Autumn photosynthetic decline and growth cessation in seedlings of white spruce are decoupled under warming and photoperiod manipulations
Stinziano Joseph R.,
Way Danielle A.
plant, cell and environment
Abstract Climate warming is expected to increase the seasonal duration of photosynthetic carbon fixation and tree growth in high‐latitude forests. However, photoperiod, a crucial cue for seasonality, will remain constant, which may constrain tree responses to warming. We investigated the effects of temperature and photoperiod on weekly changes in photosynthetic capacity, leaf biochemistry and growth in seedlings of a boreal evergreen conifer, white spruce [ Picea glauca (Moench) Voss]. Warming delayed autumn declines in photosynthetic capacity, extending the period when seedlings had high carbon uptake.
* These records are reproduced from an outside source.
//! HTTP client abstraction for testability

use std::fmt;
use std::time::Duration;

use async_trait::async_trait;
use serde::{Deserialize, Serialize};

/// HTTP methods used by the occupancy backend
#[derive(Debug, Clone, Copy, PartialEq, Eq, Serialize, Deserialize)]
#[serde(rename_all = "UPPERCASE")]
pub enum HttpMethod {
    Get,
    Post,
    Patch,
}

impl fmt::Display for HttpMethod {
    fn fmt(&self, f: &mut fmt::Formatter<'_>) -> fmt::Result {
        match self {
            HttpMethod::Get => write!(f, "GET"),
            HttpMethod::Post => write!(f, "POST"),
            HttpMethod::Patch => write!(f, "PATCH"),
        }
    }
}

impl From<HttpMethod> for reqwest::Method {
    fn from(method: HttpMethod) -> Self {
        match method {
            HttpMethod::Get => reqwest::Method::GET,
            HttpMethod::Post => reqwest::Method::POST,
            HttpMethod::Patch => reqwest::Method::PATCH,
        }
    }
}

/// HTTP response from a request
#[derive(Debug, Clone)]
pub struct HttpResponse {
    pub status: u16,
    pub body: String,
}

impl HttpResponse {
    pub fn is_success(&self) -> bool {
        (200..300).contains(&self.status)
    }
}

/// Abstraction over HTTP client for dependency injection
#[async_trait]
#[cfg_attr(test, mockall::automock)]
pub trait HttpClient: Send + Sync {
    /// Send a body-less request and return the raw response
    async fn send(&self, method: HttpMethod, url: &str) -> crate::Result<HttpResponse>;
}

/// Production HTTP client using reqwest
#[derive(Default)]
pub struct ReqwestHttpClient {
    client: reqwest::Client,
}

impl ReqwestHttpClient {
    pub fn with_timeout(timeout: Duration) -> crate::Result<Self> {
        let client = reqwest::Client::builder()
            .timeout(timeout)
            .build()
            .map_err(|e| crate::BoardError::Config(format!("Building HTTP client: {}", e)))?;
        Ok(Self { client })
    }
}

#[async_trait]
impl HttpClient for ReqwestHttpClient {
    async fn send(&self, method: HttpMethod, url: &str) -> crate::Result<HttpResponse> {
        tracing::debug!("{} {}", method, url);
        let response = self
            .client
            .request(method.into(), url)
            .send()
            .await
            .map_err(|e| {
                crate::BoardError::Transport(format!("{} {} failed: {}", method, url, e))
            })?;

        let status = response.status().as_u16();
        let body = response
            .text()
            .await
            .map_err(|e| crate::BoardError::Transport(format!("Reading response body: {}", e)))?;

        tracing::debug!("{} {} -> {} ({} bytes)", method, url, status, body.len());
        Ok(HttpResponse { status, body })
    }
}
While photoperiod was correlated with photosynthetic capacity, short photoperiods did not constrain the maintenance of high photosynthetic capacity under warming. Rubisco concentration dynamics were affected by temperature but not photoperiod, while leaf pigment concentrations were unaffected by treatments. Respiration rates at 25 °C were stimulated by photoperiod, although respiration at the growth temperatures was increased in warming treatments. Seedling growth was stimulated by increased photoperiod and suppressed by warming. We demonstrate that temperature is a stronger control on the seasonal timing of photosynthetic down‐regulation than is photoperiod. Thus, while warming can stimulate carbon uptake in boreal conifers, the extra carbon may be directed towards respiration rather than biomass, potentially limiting carbon sequestration under climate change.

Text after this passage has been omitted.